ASSIGNED TASK. Among the entries, which lines carry the string "remaining"? Copy each of them.

[Collected data entries]
---*---
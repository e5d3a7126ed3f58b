//! JSON-lines event handler
//!
//! Writes one JSON object per event for consumption by other tools. Each
//! object carries a `type` field and a unix `timestamp`.

use super::{Event, EventHandler};
use serde_json::json;
use std::io::{self, Write};
use std::sync::Mutex;
use std::time::{SystemTime, UNIX_EPOCH};

pub struct JsonEventHandler {
    output: Mutex<Box<dyn Write + Send>>,
}

impl JsonEventHandler {
    /// Create a handler that writes to stdout
    pub fn new() -> Self {
        Self::with_writer(Box::new(io::stdout()))
    }

    /// Create a handler with a custom writer
    pub fn with_writer(writer: Box<dyn Write + Send>) -> Self {
        Self {
            output: Mutex::new(writer),
        }
    }

    fn get_timestamp() -> u64 {
        SystemTime::now()
            .duration_since(UNIX_EPOCH)
            .unwrap_or_default()
            .as_secs()
    }

    fn write_json(&self, value: serde_json::Value) {
        if let Ok(mut output) = self.output.lock() {
            if let Ok(json_str) = serde_json::to_string(&value) {
                let _ = writeln!(output, "{}", json_str);
                let _ = output.flush();
            }
        }
    }

    /// Converts an event to its JSON representation, without timestamp.
    pub fn to_json(event: &Event) -> serde_json::Value {
        match event {
            Event::BatchStarted { input_dir, output_dir } => json!({
                "type": "batch_started",
                "input_dir": input_dir.display().to_string(),
                "output_dir": output_dir.display().to_string(),
            }),
            Event::OutputDirectoryCreated { path } => json!({
                "type": "output_directory_created",
                "path": path.display().to_string(),
            }),
            Event::EntriesListed { count } => json!({
                "type": "entries_listed",
                "count": count,
            }),
            Event::FileQueued { source, target } => json!({
                "type": "file_queued",
                "source": source.display().to_string(),
                "target_format": target,
            }),
            Event::FileSkipped { source, extension } => json!({
                "type": "file_skipped",
                "source": source.display().to_string(),
                "extension": extension,
            }),
            Event::EntryIgnored { path } => json!({
                "type": "entry_ignored",
                "path": path.display().to_string(),
            }),
            Event::CandidatesFound { count } => json!({
                "type": "candidates_found",
                "count": count,
            }),
            Event::ConversionStarted { source, target_path } => json!({
                "type": "conversion_started",
                "source": source.display().to_string(),
                "target_path": target_path.display().to_string(),
            }),
            Event::AttemptSucceeded { source, backend } => json!({
                "type": "attempt_succeeded",
                "source": source.display().to_string(),
                "backend": backend,
            }),
            Event::AttemptFailed {
                source,
                backend,
                error,
                remaining,
            } => json!({
                "type": "attempt_failed",
                "source": source.display().to_string(),
                "backend": backend,
                "error": error,
                "remaining": remaining,
            }),
            Event::ConversionFinished { source, succeeded } => json!({
                "type": "conversion_finished",
                "source": source.display().to_string(),
                "succeeded": succeeded,
            }),
            Event::OutputCollision { target_path, source } => json!({
                "type": "output_collision",
                "target_path": target_path.display().to_string(),
                "source": source.display().to_string(),
            }),
            Event::BatchComplete {
                succeeded,
                total,
                elapsed,
            } => json!({
                "type": "batch_complete",
                "succeeded": succeeded,
                "total": total,
                "elapsed_seconds": elapsed.as_secs_f64(),
            }),
        }
    }
}

impl Default for JsonEventHandler {
    fn default() -> Self {
        Self::new()
    }
}

impl EventHandler for JsonEventHandler {
    fn handle(&self, event: &Event) {
        let mut value = Self::to_json(event);
        value["timestamp"] = json!(Self::get_timestamp());
        self.write_json(value);
    }
}

#[cfg(test)]
mod tests {
    use super::*;
    use crate::backends::BackendId;
    use crate::error::BackendError;
    use std::path::PathBuf;
    use std::sync::Arc;

    /// Writer that appends into a shared buffer.
    #[derive(Clone, Default)]
    struct SharedBuffer(Arc<Mutex<Vec<u8>>>);

    impl Write for SharedBuffer {
        fn write(&mut self, buf: &[u8]) -> io::Result<usize> {
            self.0.lock().unwrap().extend_from_slice(buf);
            Ok(buf.len())
        }

        fn flush(&mut self) -> io::Result<()> {
            Ok(())
        }
    }

    #[test]
    fn writes_one_line_per_event() {
        let buffer = SharedBuffer::default();
        let handler = JsonEventHandler::with_writer(Box::new(buffer.clone()));

        handler.handle(&Event::EntriesListed { count: 2 });
        handler.handle(&Event::AttemptFailed {
            source: PathBuf::from("in/a.heic"),
            backend: BackendId::StillImage,
            error: BackendError::unavailable("no decoder"),
            remaining: 1,
        });

        let text = String::from_utf8(buffer.0.lock().unwrap().clone()).unwrap();
        let lines: Vec<serde_json::Value> = text
            .lines()
            .map(|line| serde_json::from_str(line).unwrap())
            .collect();

        assert_eq!(lines.len(), 2);
        assert_eq!(lines[0]["type"], "entries_listed");
        assert_eq!(lines[0]["count"], 2);
        assert!(lines[0]["timestamp"].is_u64());
        assert_eq!(lines[1]["type"], "attempt_failed");
        assert_eq!(lines[1]["backend"], "still_image");
        assert_eq!(lines[1]["error"]["kind"], "unavailable");
        assert_eq!(lines[1]["remaining"], 1);
    }
}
---*---
REPLY TO THE EXERCISE.
                remaining,
                "remaining": remaining,
            remaining: 1,
        assert_eq!(lines[1]["remaining"], 1);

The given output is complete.